[REQUIREMENT]:
Output the records in full, exactly as given.

BEGIN SOURCE INFORMATION

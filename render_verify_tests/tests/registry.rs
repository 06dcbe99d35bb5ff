// Copyright 2024 the Vello Authors
// SPDX-License-Identifier: Apache-2.0 OR MIT

//! Building scene objects from test case tags.

#![allow(clippy::missing_assert_message)]

use render_verify::Color;
use render_verify_tests::{
    animatable_property, Animatable, ObjectCategory, PropertyKind, Registry, SetupError,
};

#[derive(Debug, PartialEq)]
enum Object {
    SolidColorBrush(Color),
    RotateTransform(f64),
}

impl Animatable for Object {
    fn category(&self) -> ObjectCategory {
        match self {
            Self::SolidColorBrush(_) => ObjectCategory::Brush,
            Self::RotateTransform(_) => ObjectCategory::Transform,
        }
    }

    fn animatable_property(&self, name: &str) -> Option<PropertyKind> {
        match (self, name) {
            (Self::SolidColorBrush(_), "Color") => Some(PropertyKind::Color),
            (_, "Opacity") => Some(PropertyKind::Double),
            (Self::RotateTransform(_), "Angle") => Some(PropertyKind::Double),
            (Self::RotateTransform(_), "Center") => Some(PropertyKind::Point),
            _ => None,
        }
    }
}

fn parse_f64(tag: &str, value: Option<&&str>) -> Result<f64, SetupError> {
    value
        .ok_or_else(|| SetupError::InvalidParameters {
            tag: tag.to_string(),
            message: "missing value".to_string(),
        })?
        .parse()
        .map_err(|e| SetupError::InvalidParameters {
            tag: tag.to_string(),
            message: format!("{e}"),
        })
}

fn registry() -> Registry<Object> {
    let mut registry = Registry::new();
    registry
        .register(ObjectCategory::Brush, "SolidColor", |params| {
            let channel = |i: usize| parse_f64("SolidColor", params.get(i)).map(|v| v as f32);
            Ok(Object::SolidColorBrush(Color::from_components(
                channel(0)?,
                channel(1)?,
                channel(2)?,
                channel(3)?,
            )))
        })
        .register(ObjectCategory::Transform, "Rotate", |params| {
            parse_f64("Rotate", params.first()).map(Object::RotateTransform)
        });
    registry
}

#[test]
fn registered_objects_are_built() {
    let registry = registry();
    assert_eq!(
        registry.construct_tagged("Brush:SolidColor", &["1", "0.5", "0", "1"]),
        Ok(Object::SolidColorBrush(Color::from_components(
            1.0, 0.5, 0.0, 1.0
        )))
    );
    assert_eq!(
        registry.construct(ObjectCategory::Transform, "Rotate", &["45"]),
        Ok(Object::RotateTransform(45.0))
    );
}

#[test]
fn unknown_kinds_are_unsupported() {
    let registry = registry();
    assert_eq!(
        registry.construct_tagged("Brush:VisualBrush", &[]),
        Err(SetupError::Unsupported {
            category: ObjectCategory::Brush,
            tag: "VisualBrush".to_string()
        })
    );
    // Registered, but in another category.
    assert!(matches!(
        registry.construct(ObjectCategory::Pen, "SolidColor", &[]),
        Err(SetupError::Unsupported { .. })
    ));
    assert_eq!(
        registry.construct_tagged("Visual:Rotate", &["45"]),
        Err(SetupError::UnsupportedCategory("Visual".to_string()))
    );
    assert_eq!(
        registry.construct_tagged("Rotate", &["45"]),
        Err(SetupError::MalformedTag("Rotate".to_string()))
    );
}

#[test]
fn bad_parameters_are_reported() {
    let registry = registry();
    let err = registry
        .construct_tagged("Transform:Rotate", &["north"])
        .unwrap_err();
    assert!(matches!(err, SetupError::InvalidParameters { .. }));
    assert!(err.to_string().starts_with("Invalid parameters for Rotate"));
}

#[test]
fn animatable_properties_are_resolved() {
    let rotate = Object::RotateTransform(0.0);
    assert_eq!(
        animatable_property(&rotate, "Rotate", "Center"),
        Ok(PropertyKind::Point)
    );
    assert_eq!(
        animatable_property(&rotate, "Rotate", "Color"),
        Err(SetupError::UnknownProperty {
            category: ObjectCategory::Transform,
            tag: "Rotate".to_string(),
            property: "Color".to_string(),
        })
    );
    let brush: &dyn Animatable = &Object::SolidColorBrush(Color::WHITE);
    assert_eq!(
        animatable_property(brush, "SolidColor", "Opacity"),
        Ok(PropertyKind::Double)
    );
}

END SOURCE INFORMATION

[RESULT OF THE TASK]:
filename render_verify_tests/tests/registry.rs
repository 06dcbe99d35bb5ff
// Copyright 2024 the Vello Authors
// SPDX-License-Identifier: Apache-2.0 OR MIT

//! Building scene objects from test case tags.

#![allow(clippy::missing_assert_message)]

use render_verify::Color;
use render_verify_tests::{
    animatable_property, Animatable, ObjectCategory, PropertyKind, Registry, SetupError,
};

#[derive(Debug, PartialEq)]
enum Object {
    SolidColorBrush(Color),
    RotateTransform(f64),
}

impl Animatable for Object {
    fn category(&self) -> ObjectCategory {
        match self {
            Self::SolidColorBrush(_) => ObjectCategory::Brush,
            Self::RotateTransform(_) => ObjectCategory::Transform,
        }
    }

    fn animatable_property(&self, name: &str) -> Option<PropertyKind> {
        match (self, name) {
            (Self::SolidColorBrush(_), "Color") => Some(PropertyKind::Color),
            (_, "Opacity") => Some(PropertyKind::Double),
            (Self::RotateTransform(_), "Angle") => Some(PropertyKind::Double),
            (Self::RotateTransform(_), "Center") => Some(PropertyKind::Point),
            _ => None,
        }
    }
}

fn parse_f64(tag: &str, value: Option<&&str>) -> Result<f64, SetupError> {
    value
        .ok_or_else(|| SetupError::InvalidParameters {
            tag: tag.to_string(),
            message: "missing value".to_string(),
        })?
        .parse()
        .map_err(|e| SetupError::InvalidParameters {
            tag: tag.to_string(),
            message: format!("{e}"),
        })
}

fn registry() -> Registry<Object> {
    let mut registry = Registry::new();
    registry
        .register(ObjectCategory::Brush, "SolidColor", |params| {
            let channel = |i: usize| parse_f64("SolidColor", params.get(i)).map(|v| v as f32);
            Ok(Object::SolidColorBrush(Color::from_components(
                channel(0)?,
                channel(1)?,
                channel(2)?,
                channel(3)?,
            )))
        })
        .register(ObjectCategory::Transform, "Rotate", |params| {
            parse_f64("Rotate", params.first()).map(Object::RotateTransform)
        });
    registry
}

#[test]
fn registered_objects_are_built() {
    let registry = registry();
    assert_eq!(
        registry.construct_tagged("Brush:SolidColor", &["1", "0.5", "0", "1"]),
        Ok(Object::SolidColorBrush(Color::from_components(
            1.0, 0.5, 0.0, 1.0
        )))
    );
    assert_eq!(
        registry.construct(ObjectCategory::Transform, "Rotate", &["45"]),
        Ok(Object::RotateTransform(45.0))
    );
}

#[test]
fn unknown_kinds_are_unsupported() {
    let registry = registry();
    assert_eq!(
        registry.construct_tagged("Brush:VisualBrush", &[]),
        Err(SetupError::Unsupported {
            category: ObjectCategory::Brush,
            tag: "VisualBrush".to_string()
        })
    );
    // Registered, but in another category.
    assert!(matches!(
        registry.construct(ObjectCategory::Pen, "SolidColor", &[]),
        Err(SetupError::Unsupported { .. })
    ));
    assert_eq!(
        registry.construct_tagged("Visual:Rotate", &["45"]),
        Err(SetupError::UnsupportedCategory("Visual".to_string()))
    );
    assert_eq!(
        registry.construct_tagged("Rotate", &["45"]),
        Err(SetupError::MalformedTag("Rotate".to_string()))
    );
}

#[test]
fn bad_parameters_are_reported() {
    let registry = registry();
    let err = registry
        .construct_tagged("Transform:Rotate", &["north"])
        .unwrap_err();
    assert!(matches!(err, SetupError::InvalidParameters { .. }));
    assert!(err.to_string().starts_with("Invalid parameters for Rotate"));
}

#[test]
fn animatable_properties_are_resolved() {
    let rotate = Object::RotateTransform(0.0);
    assert_eq!(
        animatable_property(&rotate, "Rotate", "Center"),
        Ok(PropertyKind::Point)
    );
    assert_eq!(
        animatable_property(&rotate, "Rotate", "Color"),
        Err(SetupError::UnknownProperty {
            category: ObjectCategory::Transform,
            tag: "Rotate".to_string(),
            property: "Color".to_string(),
        })
    );
    let brush: &dyn Animatable = &Object::SolidColorBrush(Color::WHITE);
    assert_eq!(
        animatable_property(brush, "SolidColor", "Opacity"),
        Ok(PropertyKind::Double)
    );
}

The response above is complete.